The company become known as SF Cinema City in 1999 when it opened its first multiplex in Bangkok on the seventh floor of MBK Center. The company is still primarily centered in Bangkok and the Eastern Seaboard provinces. However, in 2005, the company expanded to southern Thailand by opening SFX Central Festival cinema in Phuket Town. A branch of SF Cinema City branch in the Jungceylon complex on Patong Beach followed in October 2007.

Also in 2007, the company undertook an overhaul branding change, with the corporate name SF Group adopted in March 2007.

- ‘SF World Cinema ‘,
‘SFX Cinema’,
‘SF Cinema’,
‘Emprive Cineclub’ -

Apart from the cinema, the company also own and operate Food and Beverage business, Bowling business under ‘SF Strike Bowl’ brand, Rental Space business, Advertising business for both screen and non-screen surroundings and other related business.

SF Group employ more than 3,000 employees and operate more than 379 screens throughout Thailand.

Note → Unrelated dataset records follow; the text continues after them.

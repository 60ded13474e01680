//! Directory walking and object-name/path mapping

use crate::error::{Error, Result};
use std::path::{Component, Path, PathBuf};

/// A regular file found under a root
pub(crate) struct WalkedFile {
    pub name: String,
    pub path: PathBuf,
    pub size: u64,
}

/// Walk `root` on a blocking task, returning regular non-hidden files
pub(crate) async fn walk_files(root: &Path) -> Result<Vec<WalkedFile>> {
    let metadata = tokio::fs::metadata(root)
        .await
        .map_err(|e| Error::io(format!("reading {}", root.display()), e))?;
    if !metadata.is_dir() {
        return Err(Error::config(format!("{} is not a directory", root.display())));
    }

    let root = root.to_path_buf();
    tokio::task::spawn_blocking(move || {
        let mut results = Vec::new();

        // Hidden entries are filtered below on the relative path; jwalk's own
        // check would also look at the root's name.
        for entry in jwalk::WalkDir::new(&root)
            .skip_hidden(false)
            .follow_links(false)
            .parallelism(jwalk::Parallelism::RayonNewPool(num_cpus::get()))
        {
            let entry = match entry {
                Ok(e) => e,
                Err(e) => {
                    tracing::warn!(error = %e, "Error walking directory");
                    continue;
                }
            };
            if !entry.file_type().is_file() {
                continue;
            }

            let path = entry.path();
            let Ok(relative) = path.strip_prefix(&root) else {
                continue;
            };
            if is_hidden(relative) {
                continue;
            }
            let size = match entry.metadata() {
                Ok(m) => m.len(),
                Err(e) => {
                    tracing::warn!(path = %path.display(), error = %e, "Skipping unreadable file");
                    continue;
                }
            };

            results.push(WalkedFile {
                name: object_name(relative),
                path: path.clone(),
                size,
            });
        }

        results
    })
    .await
    .map_err(|e| Error::io("spawn_blocking", std::io::Error::other(e.to_string())))
}

fn is_hidden(relative: &Path) -> bool {
    relative
        .components()
        .any(|c| c.as_os_str().to_string_lossy().starts_with('.'))
}

/// Join path components with '/' regardless of platform
pub(crate) fn object_name(relative: &Path) -> String {
    relative
        .components()
        .map(|c| c.as_os_str().to_string_lossy())
        .collect::<Vec<_>>()
        .join("/")
}

/// Map an object name to a path under a root, rejecting names that escape it
pub(crate) fn relative_path(name: &str) -> Result<PathBuf> {
    let invalid = |reason: &str| Error::InvalidUri {
        uri: name.to_string(),
        reason: reason.to_string(),
    };

    if name.is_empty() {
        return Err(invalid("empty object name"));
    }

    let mut path = PathBuf::new();
    for part in name.split('/') {
        if part.is_empty() {
            return Err(invalid("empty path segment"));
        }
        let mut components = Path::new(part).components();
        match (components.next(), components.next()) {
            (Some(Component::Normal(_)), None) => path.push(part),
            _ => return Err(invalid("object name escapes the target directory")),
        }
    }
    Ok(path)
}

#[cfg(test)]
mod tests {
    use super::*;
    use tempfile::TempDir;

    #[test]
    fn test_relative_path() {
        assert_eq!(
            relative_path("DCIM/Camera/a.jpg").unwrap(),
            PathBuf::from("DCIM").join("Camera").join("a.jpg")
        );
        assert!(relative_path("").is_err());
        assert!(relative_path("/etc/passwd").is_err());
        assert!(relative_path("a/../../b").is_err());
        assert!(relative_path("./a").is_err());
        assert!(relative_path("a//b").is_err());
    }

    #[test]
    fn test_object_name() {
        let relative = PathBuf::from("DCIM").join("a.jpg");
        assert_eq!(object_name(&relative), "DCIM/a.jpg");
    }

    #[tokio::test]
    async fn test_walk_skips_hidden_and_dirs() {
        let tmp = TempDir::new().unwrap();
        std::fs::create_dir_all(tmp.path().join("a/.cache")).unwrap();
        std::fs::write(tmp.path().join("a/x.txt"), b"xx").unwrap();
        std::fs::write(tmp.path().join("a/.cache/y.txt"), b"y").unwrap();
        std::fs::write(tmp.path().join(".z.partial"), b"z").unwrap();

        let files = walk_files(tmp.path()).await.unwrap();
        assert_eq!(files.len(), 1);
        assert_eq!(files[0].name, "a/x.txt");
        assert_eq!(files[0].size, 2);
    }
}
//! The d-separation oracle: spec.md §4.1's ancestral-moralization test.
//!
//! This is the textbook moralization-based criterion, not an ad-hoc
//! open-path walker -- substituting one would silently change behavior on
//! colliders.

use fxhash::{FxHashMap, FxHashSet};

use crate::dag::Dag;

/// An undirected graph over a fixed vertex set, built once per query and
/// used only to answer a single reachability question.
struct Moral {
    adjacency: FxHashMap<String, FxHashSet<String>>,
}

impl Moral {
    fn new() -> Moral {
        Moral {
            adjacency: FxHashMap::default(),
        }
    }

    fn ensure(&mut self, v: &str) {
        self.adjacency.entry(v.to_string()).or_default();
    }

    fn add_edge(&mut self, a: &str, b: &str) {
        self.ensure(a);
        self.ensure(b);
        self.adjacency.get_mut(a).unwrap().insert(b.to_string());
        self.adjacency.get_mut(b).unwrap().insert(a.to_string());
    }

    fn remove_vertex(&mut self, v: &str) {
        if let Some(neighbors) = self.adjacency.remove(v) {
            for n in neighbors {
                if let Some(set) = self.adjacency.get_mut(&n) {
                    set.remove(v);
                }
            }
        }
    }

    fn has_path(&self, s: &str, t: &str) -> bool {
        if !self.adjacency.contains_key(s) || !self.adjacency.contains_key(t) {
            return false;
        }
        let mut seen: FxHashSet<&str> = FxHashSet::default();
        let mut frontier = vec![s];
        while let Some(v) = frontier.pop() {
            if v == t {
                return true;
            }
            if seen.insert(v) {
                if let Some(neighbors) = self.adjacency.get(v) {
                    frontier.extend(neighbors.iter().map(|n| n.as_str()));
                }
            }
        }
        false
    }
}

/// Returns true iff `s` and `t` are d-separated given `z` in `g`, per the
/// ancestral-moralization algorithm of spec.md §4.1:
///
/// 1. `s == t` is never separated.
/// 2. A vertex absent from the graph is vacuously separated from anything.
/// 3. Restrict to the ancestral closure of `{s, t} ∪ z`.
/// 4. Moralize: skeleton plus an edge between every pair of co-parents.
/// 5. Delete every vertex in `z`; if that deletes `s` or `t`, they're separated.
/// 6. True iff no path remains between `s` and `t`.
pub fn is_d_separated(g: &Dag, s: &str, t: &str, z: &FxHashSet<String>) -> bool {
    if s == t {
        return false;
    }
    if !g.contains(s) || !g.contains(t) {
        return true;
    }

    let mut relevant: FxHashSet<String> = z.clone();
    relevant.insert(s.to_string());
    relevant.insert(t.to_string());
    let ancestral = g.ancestors_of_set(relevant.iter().map(|v| v.as_str()));
    relevant.extend(ancestral);

    let mut moral = Moral::new();
    for v in &relevant {
        moral.ensure(v);
        for child in g.children_of(v) {
            if relevant.contains(child) {
                moral.add_edge(v, child);
            }
        }
        let parents: Vec<&str> = g.parents_of(v).filter(|p| relevant.contains(*p)).collect();
        for i in 0..parents.len() {
            for j in (i + 1)..parents.len() {
                moral.add_edge(parents[i], parents[j]);
            }
        }
    }

    for v in z {
        moral.remove_vertex(v);
    }

    !moral.has_path(s, t)
}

==Theaters and locations==

As of 2018, SF Group has 63 branches throughout Thailand, mainly concentrated in Bangkok and in eastern Thailand. The chain's brands include:

- SF World Cinema (SFW) - The group's flagship cinema located at CentralWorld Shopping Complex.
- SFX Cinema (SFX) – "Boutique Chic" are more luxurious.
- SF Cinema (SFC) – Large multiplex theaters that are packaged with restaurants, bowling lanes and karaoke booths, usually taking up an entire floor in a shopping centre.
- Emprivé Cineclub - The group's luxurious flagship cinema located at Emporium Shopping Complex.

==Future projects==
Expansion plans by SF Group includes:
- SF Cinema Rattanathibet (NorthVille) - To be located at Central NorthVille Opened on 3 July 2026

==Bowling, karaoke and gaming business==
- SF City - An entertainment complex bundled with bowling alleys, karaoke rooms and video arcades.
- SF Strike Bowl - Bowling alley chain
- SF Music City - Karaoke rooms, with up to 100 in some locations, mostly tied to SF Cinema City and SF Strike Bowl locations

==Restaurants ==
- Eat @ W Restaurant chain with the first location on the 9th floor of SF World Cinema, CentralWorld Bangkok.

==Collectibles==
For each ticket purchased at some SF Cinema and SFX branches, the purchaser receives a business-card-sized replica of a movie poster backed by a magnet. The magnets are collector's items and are sold second-hand by movie-memorabilia dealers.

==Digital Cinemas==
SF Group offers digital cinema screening using Christie's CP 2K Digital Cinema Technology at the following locations:
- SF Cinema MBK Center (Cinema No. 2, 5, 7)
- SFX Cinema The Mall Ngamwongwan (Cinema No.9)
- SF Cinema The Mall Thapra (Cinema No. 3)
- SFX Central Lat Phrao (Cinema No. 6, 8)
- Emprive'Cineclub Emporium Sukhumvit (Cinema No.5)
SF Group also offers digital cinema screening using Barco's DLP Digital Cinema Technology bundled with Dolby Digital 3D Screening Capability at the following locations:
- SF World Cinema Central World (Cinema No. 8, No. 12, No. 14)
- SFX Cinema Central Lat Phrao (Cinema No. 7)
- SF Cinema MBK Center (Cinema No. 8)
- SFX Cinema Central Pattaya Beach (Cinema No. 5, No. 7)
- SF Cinema Citymall Sunee Tower Ubon Ratchathani (Cinema No.7)
- SF Cinema BigC Supercenter Samut Songkhram (Cinema No.3)

SF Group currently owns a total of 14 digital projectors which is by far the largest number to date in Thailand.

==Shopping Mall==
- MAYA Lifestyle Center – The SF Group's new shopping centre, Located in Chiang Mai province.